I’ll accept that it’s incomplete advice in the sense that I didn’t write a beginning-to-end guide to how to avoid fraud, but I didn’t say “if the teller says it looks okay, you should immediately hand a pile of money to someone you don’t know”. It’s all still the presenter’s responsibility at the end of the day, and it’s pretty obviously a bad idea to dole out a pile of money to someone you don’t know based on the absurdly stupid idea that they actually sent you more money than was necessary in the hope that you would be kind enough to send the excess back.

If I actually need to spell all that out the next time, I’ll be sure to do so.

You said that if in doubt, you should take it to the bank and have them try and validate it. This accomplishes nothing other than giving you a false feeling of security. Even if the bank says the check is valid, they can still come back two weeks later and say “whoops, it wasn’t valid after all, and we’re taking the money back out of your account”. Even if you didn’t hand out a pile of cash, you’re still going to be pissed if you were selling something and it’s long gone by the time the fraud is discovered.

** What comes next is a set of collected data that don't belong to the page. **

#[cfg(test)]
mod tests {
    use super::*;
    use crate::builder::TypeBuilder;

    #[test]
    fn test_query_prefers_derived_and_skips_hidden() {
        let base = TypeBuilder::class("Q.Base")
            .method(MethodInfo::new("Run", &types::i32()).body(|_| Ok(HostValue::I32(1))))
            .method(
                MethodInfo::new("Run", &types::i32())
                    .param(ParamInfo::new("x", &types::i32()))
                    .body(|_| Ok(HostValue::I32(2))),
            )
            .method(MethodInfo::new("Secret", &types::void()).hidden())
            .build();
        let derived = TypeBuilder::class("Q.Derived")
            .base(&base)
            .method(MethodInfo::new("Run", &types::i32()).body(|_| Ok(HostValue::I32(3))))
            .build();

        match derived.query_member("Run", Binding::Instance, false) {
            MemberQuery::Methods(ms) => {
                assert_eq!(ms.len(), 2);
                assert!(ms[0].params.is_empty());
                assert_eq!(ms[1].params.len(), 1);
            }
            _ => panic!("expected methods"),
        }
        assert!(derived.query_member("Secret", Binding::Instance, false).is_not_found());
        assert!(derived.query_member("Run", Binding::Static, false).is_not_found());
    }

    #[test]
    fn test_script_name_and_visibility() {
        let ty = TypeBuilder::class("Q.Named")
            .method(MethodInfo::new("InternalName", &types::void()).script_name("nice"))
            .method(MethodInfo::new("Guarded", &types::void()).non_public())
            .build();
        assert!(!ty.query_member("nice", Binding::Instance, false).is_not_found());
        assert!(ty.query_member("InternalName", Binding::Instance, false).is_not_found());
        assert!(ty.query_member("Guarded", Binding::Instance, false).is_not_found());
        assert!(!ty.query_member("Guarded", Binding::Instance, true).is_not_found());
    }

    #[test]
    fn test_invoke_writes_back_out_args() {
        let m = MethodInfo::new("TryParse", &types::boolean())
            .param(ParamInfo::new("text", &types::string()))
            .param(ParamInfo::new("value", &types::i32()).out())
            .as_static()
            .body(|inv| {
                let parsed = inv.arg_str(0)?.and_then(|s| s.parse::<i32>().ok());
                inv.set_arg(1, parsed.unwrap_or(0))?;
                Ok(HostValue::Bool(parsed.is_some()))
            });
        let mut state = ScriptState::new();
        let out = m
            .invoke(&mut state, None, vec!["42".into(), HostValue::Null])
            .unwrap();
        assert_eq!(out.ret.as_bool(), Some(true));
        assert_eq!(out.args[1].as_i64(), Some(42));
    }

    #[test]
    fn test_abstract_invoke_fails() {
        let m = MethodInfo::new("F", &types::void());
        let mut state = ScriptState::new();
        assert!(m.invoke(&mut state, None, vec![]).is_err());
    }
}
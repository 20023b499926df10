//! CLI command modules.

pub mod config;
pub mod dump;
pub mod encode;
pub mod record;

Sure, going to the bank isn’t as bad as just blindly accepting a check and assuming it’s valid, because at least there’s some chance that the bank catches the scam or talks the person out of it. But these scams are predicated on people trusting that the bank will catch any fakes, and that it’s ok to proceed with the transaction once the bank clears it. For example, I recently sold a GPU on craigslist, and got a bunch of replies along these lines:

I’m satisfied with the price and the condition on the list, kindly withdraw the advert from list and considered it sold. I would have loved to come and take a look and purchase with cash but due to the Corona virus social distancing I will add extra $70 with the original price while you remove the ads. I will overnight a Cashier Check/ Certified Check to you and I will make the pick up arrangement as soon as you have the check clear and you have your cash,

So your advice is to do exactly what the scammer wants. Again, the only good policy when it comes to cashiers’ checks from people you don’t know is not to even consider accepting them in the first place.

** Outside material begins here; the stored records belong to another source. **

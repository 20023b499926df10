//! Outgoing message accumulation.
//!
//! A [`WriteMessage`] collects everything a writer wants to put on a stream
//! and hands it over in one piece, so callers neither flush after every few
//! bytes nor forget to flush buffered data. Serialize into a message, then
//! pass it to [`send_message`](crate::send_message).

use bytes::{Bytes, BytesMut};
use static_assertions::{assert_impl_all, assert_not_impl_any};
use zerocopy::AsBytes;

use crate::chunk::{AllocError, Chunk, CHUNK_SIZE};
use crate::serialize::Serialize;
use crate::stream::StreamError;

/// An ordered chain of [`Chunk`]s holding one outgoing message.
///
/// Append order is chain order is wire order. Chunks are created on demand
/// and are never reordered, merged or split afterwards.
#[derive(Debug, Default)]
pub struct WriteMessage {
    chunks: Vec<Chunk>,
    /// First failure recorded by the `<<` operator form.
    error: Option<ArchiveError>,
}

assert_not_impl_any!(WriteMessage: Clone);
assert_impl_all!(WriteMessage: Send);

impl WriteMessage {
    pub fn new() -> Self {
        Self::default()
    }

    /// Append raw bytes to the message.
    ///
    /// Fills the current tail chunk before allocating new ones. An empty
    /// `data` allocates nothing. If a chunk cannot be allocated the call
    /// fails with [`ArchiveError::ResourceExhausted`]; bytes copied before
    /// the failure stay in the chain.
    pub fn append(&mut self, data: &[u8]) -> Result<(), ArchiveError> {
        let mut offset = 0;
        while offset < data.len() {
            if self.chunks.last().map_or(true, Chunk::is_full) {
                self.push_chunk()?;
            }
            let tail = self.chunks.len() - 1;
            offset += self.chunks[tail].append_into(data, offset, data.len() - offset);
        }
        Ok(())
    }

    fn push_chunk(&mut self) -> Result<(), ArchiveError> {
        self.chunks
            .try_reserve(1)
            .map_err(|_| AllocError { requested: std::mem::size_of::<Chunk>() })?;
        let chunk = Chunk::try_new()?;
        self.chunks.push(chunk);
        tracing::trace!(chunks = self.chunks.len(), "message grew");
        Ok(())
    }

    /// Serialize `value` into the message and return the message for
    /// chaining.
    ///
    /// ```
    /// # use archive_core::WriteMessage;
    /// let mut msg = WriteMessage::new();
    /// msg.write(&7u32)?.write(&true)?.write(&-1i16)?;
    /// assert_eq!(msg.len(), 7);
    /// # Ok::<(), archive_core::ArchiveError>(())
    /// ```
    pub fn write<T: Serialize + ?Sized>(&mut self, value: &T) -> Result<&mut Self, ArchiveError> {
        value.serialize(self)?;
        Ok(self)
    }

    /// Append the in-memory bytes of a fixed-layout record.
    pub fn append_pod<T: AsBytes + ?Sized>(&mut self, value: &T) -> Result<(), ArchiveError> {
        self.append(value.as_bytes())
    }

    /// Read-only view of the chain, in wire order.
    pub fn chunks(&self) -> &[Chunk] {
        &self.chunks
    }

    /// Valid region of each chunk, in wire order.
    pub fn iter_bytes(&self) -> impl Iterator<Item = &[u8]> + '_ {
        self.chunks.iter().map(Chunk::as_bytes)
    }

    pub fn chunk_count(&self) -> usize {
        self.chunks.len()
    }

    /// Total number of valid bytes across all chunks.
    pub fn len(&self) -> usize {
        match self.chunks.split_last() {
            Some((tail, full)) => full.len() * CHUNK_SIZE + tail.len(),
            None => 0,
        }
    }

    pub fn is_empty(&self) -> bool {
        self.len() == 0
    }

    /// Failure recorded by the `<<` operator, if any.
    pub fn error(&self) -> Option<&ArchiveError> {
        self.error.as_ref()
    }

    /// Remove and return the failure recorded by the `<<` operator.
    pub fn take_error(&mut self) -> Option<ArchiveError> {
        self.error.take()
    }

    pub(crate) fn record_error(&mut self, err: ArchiveError) {
        if self.error.is_none() {
            tracing::debug!(error = %err, "serialization failed, skipping remaining values");
            self.error = Some(err);
        }
    }

    /// Hand the whole chain over to a transport.
    pub fn into_chunks(self) -> Vec<Chunk> {
        self.chunks
    }

    /// Copy the payload into one contiguous buffer.
    pub fn to_bytes(&self) -> Bytes {
        let mut out = BytesMut::with_capacity(self.len());
        for part in self.iter_bytes() {
            out.extend_from_slice(part);
        }
        out.freeze()
    }
}

// ── Errors ────────────────────────────────────────────────────────────────────

/// Failures surfaced while building or sending a message.
///
/// Nothing at this layer retries; the caller picks retry, abort or
/// escalation.
#[derive(Debug, thiserror::Error)]
pub enum ArchiveError {
    /// The sink failed while chunk `chunk` was being written. Earlier chunks
    /// may already be on the transport.
    #[error("stream failed writing chunk {chunk}: {source}")]
    Stream {
        chunk: usize,
        #[source]
        source: StreamError,
    },

    /// A stream failed outside of a chunk transfer.
    #[error(transparent)]
    Io(#[from] StreamError),

    /// A chunk could not be allocated.
    #[error("resource exhausted: {0}")]
    ResourceExhausted(#[from] AllocError),
}

impl ArchiveError {
    pub fn is_resource_exhausted(&self) -> bool {
        matches!(self, ArchiveError::ResourceExhausted(_))
    }
}

// ── Tests ─────────────────────────────────────────────────────────────────────
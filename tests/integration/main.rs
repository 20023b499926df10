//! archive integration test harness.
//!
//! These tests drive whole messages through real endpoints: files on disk
//! and sinks that fail partway through a flush.
//!
//!   cargo test --test integration
//!
//! Each test works in its own scratch directory and removes it afterwards.

use std::path::{Path, PathBuf};

use anyhow::{Context, Result};

use archive_core::{ByteSink, StreamError};

mod compose;
mod files;

// ── Harness ───────────────────────────────────────────────────────────────────

/// Scratch directory removed on drop, even if the test panics.
pub struct Scratch {
    dir: PathBuf,
}

impl Scratch {
    pub fn new(name: &str) -> Result<Self> {
        let dir = std::env::temp_dir().join(format!("archive-it-{}-{}", name, std::process::id()));
        std::fs::create_dir_all(&dir)
            .with_context(|| format!("failed to create scratch dir: {}", dir.display()))?;
        Ok(Self { dir })
    }

    pub fn path(&self, file: &str) -> PathBuf {
        self.dir.join(file)
    }
}

impl Drop for Scratch {
    fn drop(&mut self) {
        let _ = std::fs::remove_dir_all(&self.dir);
    }
}

/// Deterministic test payload.
pub fn pattern(len: usize, seed: u8) -> Vec<u8> {
    (0..len)
        .map(|i| (i as u8).wrapping_mul(13).wrapping_add(seed))
        .collect()
}

pub fn read_file(path: &Path) -> Result<Vec<u8>> {
    std::fs::read(path).with_context(|| format!("failed to read {}", path.display()))
}

/// Sink that accepts `budget` write calls and then reports the stream
/// closed, like a peer hanging up mid-message.
pub struct HangUp {
    pub received: Vec<Vec<u8>>,
    pub budget: usize,
    pub attempts: usize,
}

impl HangUp {
    pub fn after(budget: usize) -> Self {
        Self {
            received: Vec::new(),
            budget,
            attempts: 0,
        }
    }
}

impl ByteSink for HangUp {
    fn write(&mut self, buf: &[u8]) -> Result<usize, StreamError> {
        self.attempts += 1;
        if self.received.len() == self.budget {
            return Err(StreamError::Closed);
        }
        self.received.push(buf.to_vec());
        Ok(buf.len())
    }
}

// ── Tests ─────────────────────────────────────────────────────────────────────

#[test]
fn test_scratch_dir_is_removed() {
    let path = {
        let scratch = Scratch::new("scratch").unwrap();
        std::fs::write(scratch.path("probe"), b"x").unwrap();
        scratch.path("probe")
    };
    assert!(!path.exists(), "scratch dir should be gone after drop");
}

How did you respond to all of these if you don’t mind me asking? And is Paypal still an acceptable answer or are there still reverse charge scams there?

The first one I still had some tiny doubt about whether they were a scammer, so I replied with a nice message explaining that cashiers’ checks are considered unsafe, and that I’d only be willing to take cash. Never heard back from them, of course.

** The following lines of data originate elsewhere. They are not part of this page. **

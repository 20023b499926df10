//! Blocking byte-stream endpoints.
//!
//! [`ByteSource`] is a thin read primitive: short reads are normal and the
//! caller loops (see [`read_full`]). [`ByteSink`] is the opposite: a write
//! either transfers every byte or fails, and short writes are never
//! surfaced.
//!
//! Neither side buffers, retries on failure, or times out.

use std::io::{ErrorKind, Read, Write};

use static_assertions::assert_not_impl_any;

/// Read endpoint.
pub trait ByteSource {
    /// Read up to `buf.len()` bytes. `Ok(0)` means clean end-of-stream.
    fn read(&mut self, buf: &mut [u8]) -> Result<usize, StreamError>;
}

/// Write endpoint.
pub trait ByteSink {
    /// Write all of `buf`, blocking until done. Returns `buf.len()`.
    fn write(&mut self, buf: &[u8]) -> Result<usize, StreamError>;

    /// Drain any buffering the endpoint does in user space.
    ///
    /// This is not a durability barrier: nothing here asks the OS to commit
    /// data to storage (no `fsync`). The default does nothing.
    fn sync(&mut self) -> Result<(), StreamError> {
        Ok(())
    }
}

impl<S: ByteSource + ?Sized> ByteSource for &mut S {
    fn read(&mut self, buf: &mut [u8]) -> Result<usize, StreamError> {
        (**self).read(buf)
    }
}

impl<S: ByteSink + ?Sized> ByteSink for &mut S {
    fn write(&mut self, buf: &[u8]) -> Result<usize, StreamError> {
        (**self).write(buf)
    }

    fn sync(&mut self) -> Result<(), StreamError> {
        (**self).sync()
    }
}

impl<S: ByteSink + ?Sized> ByteSink for Box<S> {
    fn write(&mut self, buf: &[u8]) -> Result<usize, StreamError> {
        (**self).write(buf)
    }

    fn sync(&mut self) -> Result<(), StreamError> {
        (**self).sync()
    }
}

/// In-memory source; each read consumes from the front of the slice.
impl ByteSource for &[u8] {
    fn read(&mut self, buf: &mut [u8]) -> Result<usize, StreamError> {
        let n = buf.len().min(self.len());
        let (head, rest) = self.split_at(n);
        buf[..n].copy_from_slice(head);
        *self = rest;
        Ok(n)
    }
}

/// In-memory sink; never fails.
impl ByteSink for Vec<u8> {
    fn write(&mut self, buf: &[u8]) -> Result<usize, StreamError> {
        self.extend_from_slice(buf);
        Ok(buf.len())
    }
}

/// Loop on `source` until `buf` is full, the stream ends, or it fails.
///
/// Returns the number of bytes read; less than `buf.len()` only at
/// end-of-stream.
pub fn read_full<S: ByteSource + ?Sized>(
    source: &mut S,
    buf: &mut [u8],
) -> Result<usize, StreamError> {
    let mut filled = 0;
    while filled < buf.len() {
        match source.read(&mut buf[filled..])? {
            0 => break,
            n => filled += n.min(buf.len() - filled),
        }
    }
    Ok(filled)
}

// ── std::io adapters ──────────────────────────────────────────────────────────

/// [`ByteSource`] over any [`std::io::Read`].
#[derive(Debug)]
pub struct IoSource<R> {
    inner: R,
}

/// [`ByteSink`] over any [`std::io::Write`].
#[derive(Debug)]
pub struct IoSink<W> {
    inner: W,
}

assert_not_impl_any!(IoSource<std::fs::File>: Clone);
assert_not_impl_any!(IoSink<std::fs::File>: Clone);

impl<R: Read> IoSource<R> {
    pub fn new(inner: R) -> Self {
        Self { inner }
    }

    pub fn get_ref(&self) -> &R {
        &self.inner
    }

    pub fn into_inner(self) -> R {
        self.inner
    }
}

impl<R: Read> ByteSource for IoSource<R> {
    /// One underlying `read`. An interrupted call transferred nothing and is
    /// reissued.
    fn read(&mut self, buf: &mut [u8]) -> Result<usize, StreamError> {
        loop {
            match Read::read(&mut self.inner, buf) {
                Err(e) if e.kind() == ErrorKind::Interrupted => continue,
                result => return result.map_err(StreamError::from),
            }
        }
    }
}

impl<W: Write> IoSink<W> {
    pub fn new(inner: W) -> Self {
        Self { inner }
    }

    pub fn get_ref(&self) -> &W {
        &self.inner
    }

    pub fn into_inner(self) -> W {
        self.inner
    }
}

impl<W: Write> ByteSink for IoSink<W> {
    fn write(&mut self, buf: &[u8]) -> Result<usize, StreamError> {
        self.inner.write_all(buf).map_err(|e| match e.kind() {
            ErrorKind::WriteZero | ErrorKind::BrokenPipe => StreamError::Closed,
            _ => StreamError::Io(e),
        })?;
        Ok(buf.len())
    }

    /// Forwards to [`Write::flush`]. For a `File` that hands buffered bytes
    /// to the OS; it does not call `sync_all`.
    fn sync(&mut self) -> Result<(), StreamError> {
        self.inner.flush().map_err(StreamError::from)
    }
}

// ── Errors ────────────────────────────────────────────────────────────────────

/// An endpoint failed. Replaces the negative return sentinel of a raw
/// read/write call.
#[derive(Debug, thiserror::Error)]
pub enum StreamError {
    #[error("i/o failure: {0}")]
    Io(#[from] std::io::Error),

    #[error("stream closed by peer")]
    Closed,

    #[error("short write: {written} of {expected} bytes")]
    ShortWrite { expected: usize, written: usize },
}

// ── Tests ─────────────────────────────────────────────────────────────────────
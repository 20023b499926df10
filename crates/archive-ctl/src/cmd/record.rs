//! Record files — a TOML list of typed fields to encode.
//!
//! ```toml
//! [[field]]
//! type = "u32"
//! value = 7
//!
//! [[field]]
//! type = "bytes"
//! value = "deadbeef"
//! ```
//!
//! TOML integers are signed 64-bit, so a `u64` value may also be written as
//! a string, decimal or `0x` hex: `value = "0xffffffffffffffff"`.

use std::fmt;

use anyhow::{Context, Result};
use serde::de::{self, Deserializer, Visitor};
use serde::Deserialize;

use archive_core::{ArchiveError, Serialize, WriteMessage};

#[derive(Debug, Deserialize)]
pub struct Record {
    #[serde(default)]
    pub field: Vec<Field>,
}

/// One typed value. Encoded with the primitive codec for its type; `bytes`
/// are appended raw.
#[derive(Debug, PartialEq, Deserialize)]
#[serde(tag = "type", content = "value", rename_all = "lowercase")]
pub enum Field {
    I8(i8),
    U8(u8),
    I16(i16),
    U16(u16),
    I32(i32),
    U32(u32),
    I64(i64),
    U64(#[serde(deserialize_with = "deserialize_u64")] u64),
    F32(f32),
    F64(f64),
    Bool(bool),
    Bytes(#[serde(deserialize_with = "hex::deserialize")] Vec<u8>),
}

/// Accepts a non-negative integer or a decimal / `0x` hex string.
fn deserialize_u64<'de, D: Deserializer<'de>>(deserializer: D) -> Result<u64, D::Error> {
    struct U64Visitor;

    impl<'de> Visitor<'de> for U64Visitor {
        type Value = u64;

        fn expecting(&self, f: &mut fmt::Formatter) -> fmt::Result {
            f.write_str("a non-negative integer or a decimal/hex string")
        }

        fn visit_u64<E: de::Error>(self, v: u64) -> Result<u64, E> {
            Ok(v)
        }

        fn visit_i64<E: de::Error>(self, v: i64) -> Result<u64, E> {
            u64::try_from(v).map_err(|_| E::invalid_value(de::Unexpected::Signed(v), &self))
        }

        fn visit_str<E: de::Error>(self, v: &str) -> Result<u64, E> {
            let s = v.trim();
            let parsed = match s.strip_prefix("0x").or_else(|| s.strip_prefix("0X")) {
                Some(hex) => u64::from_str_radix(hex, 16),
                None => s.parse(),
            };
            parsed.map_err(|_| E::invalid_value(de::Unexpected::Str(v), &self))
        }
    }

    deserializer.deserialize_any(U64Visitor)
}

impl Serialize for Field {
    fn serialize(&self, msg: &mut WriteMessage) -> Result<(), ArchiveError> {
        match self {
            Field::I8(v) => v.serialize(msg),
            Field::U8(v) => v.serialize(msg),
            Field::I16(v) => v.serialize(msg),
            Field::U16(v) => v.serialize(msg),
            Field::I32(v) => v.serialize(msg),
            Field::U32(v) => v.serialize(msg),
            Field::I64(v) => v.serialize(msg),
            Field::U64(v) => v.serialize(msg),
            Field::F32(v) => v.serialize(msg),
            Field::F64(v) => v.serialize(msg),
            Field::Bool(v) => v.serialize(msg),
            Field::Bytes(v) => msg.append(v),
        }
    }
}

impl Serialize for Record {
    fn serialize(&self, msg: &mut WriteMessage) -> Result<(), ArchiveError> {
        self.field.serialize(msg)
    }
}

impl Record {
    pub fn parse(text: &str) -> Result<Self> {
        toml::from_str(text).context("invalid record file")
    }

    pub fn load(path: &str) -> Result<Self> {
        let text = std::fs::read_to_string(path)
            .with_context(|| format!("failed to read record file: {}", path))?;
        Self::parse(&text).with_context(|| format!("in {}", path))
    }
}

As these messages kept coming in, I just updated the listing to say very prominently “cash exchange in public setting only – all other inquiries will be ignored”, and didn’t respond to anybody else who mentioned cashier’s checks.

I think Paypal is a bit safer because a scammer would have to go to the trouble of filing a claim with their support that you could reply to and try to get the transaction reversed. It could still happen, if they claim they never received whatever you were selling and it’s your word against theirs. It’s probably the safest option if you’re selling something online and can’t meet in person though.

He’s right, the underlying genius of the scam is that a bank will happily deposit the check into your account, and then two weeks later take it back when it fails to go through. Never a cashier’s check.

Yeah, this taught me to never treat checks as real money until it clears. Had it patiently explained to me at the bank and then told the story to other folks who basically told me “it’s a scam”. Real folks will just write checks for the right amount, anything else is a big red flag.
I forward a phone number from Canada to my US cell phone and I’ve gotten lots of pretty hilarious “sheriffs from the Canadian Revenue Service are standing by to collect your taxes” (I’d actually love to meet fellow Canadians in Missouri!), lots of offers to pay off loans I don’t have, and recently there’s something involving packages in foreign language which I will happily pretend to not understand at all.